What is SaaS for the Big 4 of IT Operations ?

For all of the last 20 years, the Big 4 have dominated the Enterprise IT Management market. They have contributed a lot to the innovation with the level of engagement they had with customers and end users. However a lot of these learnings have become best practices and common knowledge and the barrier to entry of new players have reduced.

However these organisations itself have not evolved with the times and stick to the high cost business model where consultants and marketing teams still play a major role in winning and maintaing customers.

Now with the slow but sure evolution of Software to move as a Service (SaaS), these IT Management vendors are finding it hard to adopt and move towards a SaaS model for delivering IT Management. The biggest challenge for these vendors seem to be :

1) Technology
2) Business Model

Technology Challenge:
The biggest challenge from the technology point of view is their agent based approach to monitoring and the product Client (GUI). Most of the software they use is an agentbased model, which had its benefits in the early days when packaged applications did not have a management instrumentation of its own. Another technology challenge is their outdated Client Interface. They also have to work on a web client to make it work for a SaaS model.

The technology part is probably something they can overcome over a period of time, but ofcourse they have the risks associated with rewriting software code.


The biggest challenge for them is changing the Business Model.

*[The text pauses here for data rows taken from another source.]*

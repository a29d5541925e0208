use super::*;
use crate::parser::clip_paths::collect_clip_paths;
use crate::parser::viewbox::Viewport;
use crate::scene::object::ObjectKind;
use crate::transform::affine::{approx_eq, rotate_about};

fn options() -> ParsedOptions {
    ParsedOptions {
        viewport: Viewport {
            width: 100.0,
            height: 100.0,
            view_box: None,
            transform: Affine::IDENTITY,
        },
        cross_origin: Some(crate::foundation::core::CrossOrigin::Anonymous),
    }
}

fn instantiate(svg: &str, tags: &[&str]) -> (Document, Vec<Option<SceneObject>>) {
    let mut doc = Document::parse_str(svg).unwrap();
    let all = doc.descendants(doc.root());
    let clip_paths = collect_clip_paths(&mut doc, &all);
    let elements: Vec<NodeId> = all
        .iter()
        .copied()
        .filter(|n| tags.contains(&doc.tag(*n)))
        .collect();
    let opts = options();
    let objects = pollster::block_on(BasicInstantiator.instantiate(InstantiateRequest {
        elements: &elements,
        options: &opts,
        signal: None,
        document: &doc,
        clip_paths: &clip_paths,
    }));
    assert_eq!(objects.len(), elements.len());
    (doc, objects)
}

#[test]
fn reads_basic_geometry() {
    let (_, objs) = instantiate(
        r#"<svg xmlns="http://www.w3.org/2000/svg">
            <rect id="r" x="1" y="2" width="3" height="4"/>
            <circle cx="10" cy="10" r="5"/>
            <ellipse cx="0" cy="0" rx="2" ry="1"/>
            <line x1="5" y1="9" x2="1" y2="3"/>
            <polygon points="0,0 10,0 10,5"/>
            <path d="M0 0 L20 10"/>
        </svg>"#,
        &["rect", "circle", "ellipse", "line", "polygon", "path"],
    );
    let boxes: Vec<(f64, f64, f64, f64)> = objs
        .iter()
        .map(|o| {
            let o = o.as_ref().unwrap();
            (o.left, o.top, o.width, o.height)
        })
        .collect();
    assert_eq!(
        boxes,
        [
            (1.0, 2.0, 3.0, 4.0),
            (5.0, 5.0, 10.0, 10.0),
            (-2.0, -1.0, 4.0, 2.0),
            (1.0, 3.0, 4.0, 6.0),
            (0.0, 0.0, 10.0, 5.0),
            (0.0, 0.0, 20.0, 10.0),
        ]
    );
    assert_eq!(objs[0].as_ref().unwrap().id.as_deref(), Some("r"));
}

#[test]
fn invalid_elements_leave_holes() {
    let (_, objs) = instantiate(
        r#"<svg xmlns="http://www.w3.org/2000/svg">
            <rect width="-1" height="4"/>
            <image width="10" height="10"/>
            <rect width="1" height="1"/>
        </svg>"#,
        &["rect", "image"],
    );
    assert!(objs[0].is_none());
    assert!(objs[1].is_none());
    assert!(objs[2].is_some());
}

#[test]
fn paint_is_inherited_and_normalized() {
    let (_, objs) = instantiate(
        r#"<svg xmlns="http://www.w3.org/2000/svg">
            <g fill="red" fill-opacity="0.5" stroke-width="3">
              <rect width="1" height="1" stroke="blue" opacity="0.25"/>
              <rect width="1" height="1" fill="none" visibility="hidden"/>
            </g>
        </svg>"#,
        &["rect"],
    );
    let a = objs[0].as_ref().unwrap();
    assert_eq!(a.fill.as_deref(), Some("rgba(255,0,0,0.5)"));
    assert_eq!(a.stroke.as_deref(), Some("rgba(0,0,255,1)"));
    assert_eq!(a.stroke_width, 3.0);
    assert_eq!(a.opacity, 0.25);
    let b = objs[1].as_ref().unwrap();
    assert_eq!(b.fill, None);
    assert!(!b.visible);
}

#[test]
fn transforms_compose_with_ancestors_and_origin() {
    let (_, objs) = instantiate(
        r#"<svg xmlns="http://www.w3.org/2000/svg">
            <g transform="translate(100, 0)">
              <rect width="10" height="10" transform="rotate(45)" transform-origin="5 5"/>
            </g>
        </svg>"#,
        &["rect"],
    );
    let rect = objs[0].as_ref().unwrap();
    assert_eq!(rect.origin, Point::new(5.0, 5.0));
    assert!((rect.angle - 45.0).abs() < 1e-9);
    let expected = translate(100.0, 0.0) * rotate_about(45.0, Point::new(5.0, 5.0));
    assert!(approx_eq(rect.own_matrix(), expected, 1e-9));
}

#[test]
fn clip_path_references_resolve() {
    let (_, objs) = instantiate(
        r#"<svg xmlns="http://www.w3.org/2000/svg">
            <clipPath id="c" transform="scale(2)"><circle r="4"/></clipPath>
            <rect width="1" height="1" clip-path="url(#c)"/>
            <rect width="1" height="1" clip-path="url(#missing)"/>
        </svg>"#,
        &["rect"],
    );
    let clip = objs[0].as_ref().unwrap().clip_path.as_ref().unwrap();
    assert_eq!(clip.id, "c");
    assert_eq!(clip.shapes.len(), 1);
    assert_eq!(clip.shapes[0].width, 8.0);
    assert_eq!(clip.transform.as_coeffs(), [2.0, 0.0, 0.0, 2.0, 0.0, 0.0]);
    assert!(objs[1].as_ref().unwrap().clip_path.is_none());
}

#[test]
fn animate_and_text_and_image() {
    let (_, objs) = instantiate(
        r#"<svg xmlns="http://www.w3.org/2000/svg" xmlns:xlink="http://www.w3.org/1999/xlink">
            <text x="0" y="20" font-size="10"> Hello </text>
            <image xlink:href="a.png" width="4" height="4"/>
            <animate attributeName="x" values="0;5" dur="1s"/>
        </svg>"#,
        &["text", "image", "animate"],
    );
    let text = objs[0].as_ref().unwrap();
    assert_eq!(text.text.as_deref(), Some("Hello"));
    assert_eq!(text.get("fontSize"), Some(PropValue::Number(10.0)));

    let image = objs[1].as_ref().unwrap();
    assert_eq!(image.get("src"), Some(PropValue::Text("a.png".to_owned())));
    assert_eq!(image.get("crossOrigin"), Some(PropValue::Text("anonymous".to_owned())));

    let ObjectKind::Animate(a) = &objs[2].as_ref().unwrap().kind else {
        panic!("expected an animate directive");
    };
    assert_eq!(a.attribute_name.as_deref(), Some("left"));
    assert_eq!(a.values, ["0", "5"]);
}
use super::*;

#[test]
fn compose_applies_right_operand_first() {
    let m = compose(translate(10.0, 0.0), scale(2.0, 2.0));
    assert_eq!(m * Point::new(1.0, 1.0), Point::new(12.0, 2.0));
}

#[test]
fn compose_all_of_nothing_is_identity() {
    assert_eq!(compose_all(Vec::new()), Affine::IDENTITY);
}

#[test]
fn quarter_turns_are_exact() {
    assert_eq!(rotate(90.0).as_coeffs(), [0.0, 1.0, -1.0, 0.0, 0.0, 0.0]);
    assert_eq!(rotate(180.0).as_coeffs(), [-1.0, 0.0, 0.0, -1.0, 0.0, 0.0]);
    assert_eq!(rotate(-90.0).as_coeffs(), [0.0, -1.0, 1.0, 0.0, 0.0, 0.0]);
}

#[test]
fn rotate_about_center_matches_translate_rotate_translate_back() {
    let c = Point::new(5.0, 7.0);
    let expected = translate(5.0, 7.0) * rotate(30.0) * translate(-5.0, -7.0);
    assert!(approx_eq(rotate_about(30.0, c), expected, 1e-12));
    // The center is a fixed point.
    let p = rotate_about(30.0, c) * c;
    assert!((p.x - 5.0).abs() < 1e-12 && (p.y - 7.0).abs() < 1e-12);
}

#[test]
fn skews_use_tangent() {
    let [_, _, c, _, _, _] = skew_x(45.0).as_coeffs();
    assert!((c - 1.0).abs() < 1e-12);
    let [_, b, _, _, _, _] = skew_y(45.0).as_coeffs();
    assert!((b - 1.0).abs() < 1e-12);
}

Having being addicated to getting 6 and 7 digit software license revenue , they will find it hard to move to the norm that is come to be seen in the SaaS model - Subscription based pricing. Subscription based pricing involves getting license cost per year and more predominantly on a monthly basis.

The bigger problem is for those who are Public Companies. They can't afford to show a lower revenue for a quarter, let alone for a whole year due to shareholder pressure. This is the case even though it is clear that Subscription model prices even out on the long run.

The movement of applications to the cloud is sure. The dominance of the Big 4 in the past is an established fact. However the emergence of a Smart Fifth is also a possibility;

..... unless the Big 4 and other vendors are willing to be more agile.